:: GOAL OF THE EXERCISE ::
Show each line from the records below in which the word "insertion" occurs.

Segment Start: RECORDS FOR THIS EXERCISE

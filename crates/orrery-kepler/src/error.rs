//! Orbit engine error types.

/// Errors raised while building bodies or evaluating orbits.
#[derive(Debug, Clone, PartialEq, thiserror::Error)]
pub enum OrbitError {
    /// A body definition or engine setting was rejected at load time.
    #[error("invalid configuration for {body}: {reason}")]
    Configuration {
        /// Body (or setting) the problem was found on.
        body: String,
        /// Human-readable description of the rejected value.
        reason: String,
    },

    /// An anomaly conversion was asked to work outside the elliptical domain.
    #[error("eccentricity {eccentricity} is outside the elliptical domain [0, 1)")]
    Domain {
        /// The offending eccentricity.
        eccentricity: f64,
    },

    /// Kepler's equation did not converge within the iteration cap.
    #[error(
        "Kepler solve did not converge after {iterations} iterations (e = {eccentricity}, M = {mean_anomaly})"
    )]
    Convergence {
        /// Eccentricity of the failed solve.
        eccentricity: f64,
        /// Mean anomaly of the failed solve, in radians.
        mean_anomaly: f64,
        /// Number of corrections applied before giving up.
        iterations: u32,
    },
}

impl OrbitError {
    /// Shorthand for a [`OrbitError::Configuration`] error.
    pub fn configuration(body: impl Into<String>, reason: impl Into<String>) -> Self {
        Self::Configuration {
            body: body.into(),
            reason: reason.into(),
        }
    }
}

#[cfg(test)]
mod tests {
    use super::*;

    #[test]
    fn test_configuration_message_names_body() {
        let err = OrbitError::configuration("Mars", "eccentricity 1.2 is outside [0, 1)");
        let msg = err.to_string();
        assert!(msg.contains("Mars"));
        assert!(msg.contains("eccentricity 1.2"));
    }

    #[test]
    fn test_convergence_message_reports_iterations() {
        let err = OrbitError::Convergence {
            eccentricity: 0.9999,
            mean_anomaly: 0.001,
            iterations: 50,
        };
        assert!(err.to_string().contains("50 iterations"));
    }
}
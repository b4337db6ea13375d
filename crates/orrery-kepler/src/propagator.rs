//! Projection of an orbit-plane position into the inertial frame.

use glam::DVec3;

use crate::elements::OrbitalElements;

/// Distance from the focus at true anomaly `θ`: `r = l / (1 + e·cos θ)`.
pub fn radial_distance(elements: &OrbitalElements, true_anomaly: f64) -> f64 {
    elements.semi_latus_rectum() / (1.0 + elements.eccentricity() * true_anomaly.cos())
}

/// Inertial position of a body at the given true anomaly.
///
/// Applies the classical rotation sequence (argument of periapsis, then
/// inclination, then ascending node) to the orbit-plane radius. Pure: the
/// anomaly need not be the body's current one, which is how orbit traces are
/// sampled without touching simulation state.
pub fn propagate(elements: &OrbitalElements, true_anomaly: f64) -> DVec3 {
    let r = radial_distance(elements, true_anomaly);

    let (sin_u, cos_u) = (elements.argument_of_periapsis() + true_anomaly).sin_cos();
    let (sin_node, cos_node) = elements.ascending_node().sin_cos();
    let (sin_i, cos_i) = elements.inclination().sin_cos();

    DVec3::new(
        r * (cos_u * cos_node - cos_i * sin_u * sin_node),
        r * (cos_u * sin_node + cos_i * sin_u * cos_node),
        r * (sin_u * sin_i),
    )
}
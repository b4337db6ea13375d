//! Orbit and label visibility toggles.
//!
//! The toggles live with the renderer, not the simulation: flipping them never
//! touches body state.

use orrery_config::DisplayConfig;
use orrery_kepler::{Body, BodyKind};

use crate::render::RenderSink;

/// Current visibility of orbit traces and asteroid labels.
#[derive(Debug, Clone, Copy, Default, PartialEq, Eq)]
pub struct Overlay {
    show_orbits: bool,
    show_labels: bool,
}

impl Overlay {
    pub fn new(show_orbits: bool, show_labels: bool) -> Self {
        Self {
            show_orbits,
            show_labels,
        }
    }

    pub fn from_config(display: &DisplayConfig) -> Self {
        Self::new(display.show_orbits, display.show_labels)
    }

    pub fn orbits_visible(&self) -> bool {
        self.show_orbits
    }

    pub fn labels_visible(&self) -> bool {
        self.show_labels
    }

    /// Pushes the full toggle state for every body to `sink`.
    pub fn apply(&self, bodies: &[Body], sink: &mut impl RenderSink) {
        self.push_orbits(bodies, sink);
        self.push_labels(bodies, sink);
    }

    /// Sets orbit visibility and pushes it if it changed.
    pub fn set_orbits_visible(
        &mut self,
        visible: bool,
        bodies: &[Body],
        sink: &mut impl RenderSink,
    ) {
        if self.show_orbits != visible {
            self.show_orbits = visible;
            self.push_orbits(bodies, sink);
        }
    }

    /// Sets label visibility and pushes it if it changed.
    pub fn set_labels_visible(
        &mut self,
        visible: bool,
        bodies: &[Body],
        sink: &mut impl RenderSink,
    ) {
        if self.show_labels != visible {
            self.show_labels = visible;
            self.push_labels(bodies, sink);
        }
    }

    /// Flips orbit visibility; returns the new state.
    pub fn toggle_orbits(&mut self, bodies: &[Body], sink: &mut impl RenderSink) -> bool {
        self.set_orbits_visible(!self.show_orbits, bodies, sink);
        self.show_orbits
    }

    /// Flips label visibility; returns the new state.
    pub fn toggle_labels(&mut self, bodies: &[Body], sink: &mut impl RenderSink) -> bool {
        self.set_labels_visible(!self.show_labels, bodies, sink);
        self.show_labels
    }

    fn push_orbits(&self, bodies: &[Body], sink: &mut impl RenderSink) {
        for body in bodies {
            sink.set_orbit_visible(body.name(), self.show_orbits);
        }
    }

    // Only asteroids carry labels.
    fn push_labels(&self, bodies: &[Body], sink: &mut impl RenderSink) {
        for body in bodies.iter().filter(|b| b.kind() == BodyKind::Asteroid) {
            sink.set_label_visible(body.name(), self.show_labels);
        }
    }
}
//! The simulation context: owner of the body set and the speed scale.

use std::collections::{BTreeMap, HashSet};

use glam::DVec3;
use tracing::info;

use crate::body::{Body, BodyKind, OrbitState};
use crate::catalog::BodyDefinition;
use crate::elements::OrbitalElements;
use crate::error::OrbitError;
use crate::kepler::KeplerSolver;
use crate::sampler::{OrbitSampler, OrbitTrace};

/// Slider percentage to speed scale, as in `percent × 0.01`.
pub const SLIDER_SPEED_SCALE: f64 = 0.01;

/// Read-only view of one body between ticks.
#[derive(Debug, Clone, PartialEq)]
pub struct BodySnapshot {
    /// Body name.
    pub name: String,
    /// Body category.
    pub kind: BodyKind,
    /// Parent body name, if any.
    pub parent: Option<String>,
    /// Orbital elements.
    pub elements: OrbitalElements,
    /// Anomaly/time state at the time of the snapshot.
    pub state: OrbitState,
    /// Position relative to the parent (or the star).
    pub local_position: DVec3,
    /// Position relative to the star, composed through the parent chain.
    pub world_position: DVec3,
}

/// Explicit owner of every simulated body plus the current speed scale.
///
/// Bodies are added once at construction and never removed. Only
/// [`SimulationStepper`](crate::SimulationStepper) mutates their state; every
/// other consumer reads through `&self`.
#[derive(Debug, Clone)]
pub struct SimulationContext {
    bodies: Vec<Body>,
    sim_speed: f64,
    ticks: u64,
}

impl SimulationContext {
    /// Creates a context from already-built bodies.
    ///
    /// # Errors
    ///
    /// Rejects duplicate names, parents that are not in the set (or that form a
    /// cycle), and a non-finite speed.
    pub fn new(bodies: Vec<Body>, sim_speed: f64) -> Result<Self, OrbitError> {
        check_speed(sim_speed)?;

        let mut seen = HashSet::new();
        for body in &bodies {
            if !seen.insert(body.name()) {
                return Err(OrbitError::configuration(
                    body.name(),
                    "duplicate body name",
                ));
            }
        }

        let context = Self {
            bodies,
            sim_speed,
            ticks: 0,
        };
        for body in &context.bodies {
            context.check_parent_chain(body)?;
        }
        Ok(context)
    }

    /// Validates every definition and builds a context from them.
    pub fn from_definitions(
        definitions: &[BodyDefinition],
        solver: &KeplerSolver,
        sim_speed: f64,
    ) -> Result<Self, OrbitError> {
        let bodies = definitions
            .iter()
            .map(|definition| definition.build(solver))
            .collect::<Result<Vec<_>, _>>()?;
        let context = Self::new(bodies, sim_speed)?;
        info!(
            bodies = context.len(),
            sim_speed, "Simulation context initialised"
        );
        Ok(context)
    }

    fn check_parent_chain(&self, body: &Body) -> Result<(), OrbitError> {
        let mut current = body;
        for _ in 0..self.bodies.len() {
            let Some(parent_name) = current.parent() else {
                return Ok(());
            };
            current = self.body(parent_name).ok_or_else(|| {
                OrbitError::configuration(body.name(), format!("unknown parent '{parent_name}'"))
            })?;
        }
        Err(OrbitError::configuration(
            body.name(),
            "parent chain forms a cycle",
        ))
    }

    /// Current speed scale.
    pub fn sim_speed(&self) -> f64 {
        self.sim_speed
    }

    /// Sets the speed scale used by the next tick.
    pub fn set_sim_speed(&mut self, sim_speed: f64) -> Result<(), OrbitError> {
        check_speed(sim_speed)?;
        self.sim_speed = sim_speed;
        Ok(())
    }

    /// Sets the speed scale from a 0–100 style slider value.
    pub fn set_speed_from_slider(&mut self, percent: f64) -> Result<(), OrbitError> {
        self.set_sim_speed(percent * SLIDER_SPEED_SCALE)
    }

    /// Number of completed ticks.
    pub fn tick_count(&self) -> u64 {
        self.ticks
    }

    pub(crate) fn record_tick(&mut self) -> u64 {
        self.ticks += 1;
        self.ticks
    }

    /// All bodies in insertion order.
    pub fn bodies(&self) -> &[Body] {
        &self.bodies
    }

    pub(crate) fn bodies_mut(&mut self) -> impl Iterator<Item = &mut Body> {
        self.bodies.iter_mut()
    }

    /// Looks up a body by name.
    pub fn body(&self, name: &str) -> Option<&Body> {
        self.bodies.iter().find(|body| body.name() == name)
    }

    /// Number of bodies.
    pub fn len(&self) -> usize {
        self.bodies.len()
    }

    /// True if the context holds no bodies.
    pub fn is_empty(&self) -> bool {
        self.bodies.is_empty()
    }

    /// Parent-relative position of every body, keyed by name.
    pub fn positions(&self) -> BTreeMap<&str, DVec3> {
        self.bodies
            .iter()
            .map(|body| (body.name(), body.position()))
            .collect()
    }

    /// Position relative to the star, adding up the parent chain.
    pub fn world_position(&self, name: &str) -> Option<DVec3> {
        let mut body = self.body(name)?;
        let mut position = body.position();
        while let Some(parent) = body.parent() {
            body = self.body(parent)?;
            position += body.position();
        }
        Some(position)
    }

    /// Snapshot of one body.
    pub fn snapshot(&self, name: &str) -> Option<BodySnapshot> {
        let body = self.body(name)?;
        Some(BodySnapshot {
            name: body.name().to_string(),
            kind: body.kind(),
            parent: body.parent().map(str::to_string),
            elements: *body.elements(),
            state: *body.state(),
            local_position: body.position(),
            world_position: self.world_position(name)?,
        })
    }

    /// Snapshots of every body in insertion order.
    pub fn snapshots(&self) -> Vec<BodySnapshot> {
        self.bodies
            .iter()
            .filter_map(|body| self.snapshot(body.name()))
            .collect()
    }

    /// Closed orbit trace for a body, relative to its parent.
    pub fn trace(&self, name: &str, sampler: &OrbitSampler) -> Option<OrbitTrace> {
        self.body(name).map(|body| sampler.trace(body.elements()))
    }
}

fn check_speed(sim_speed: f64) -> Result<(), OrbitError> {
    if sim_speed.is_finite() {
        Ok(())
    } else {
        Err(OrbitError::configuration(
            "sim_speed",
            format!("{sim_speed} is not a finite speed scale"),
        ))
    }
}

Segment End: RECORDS FOR THIS EXERCISE

:: EXPECTED ANSWER ::
    /// All bodies in insertion order.
    /// Snapshots of every body in insertion order.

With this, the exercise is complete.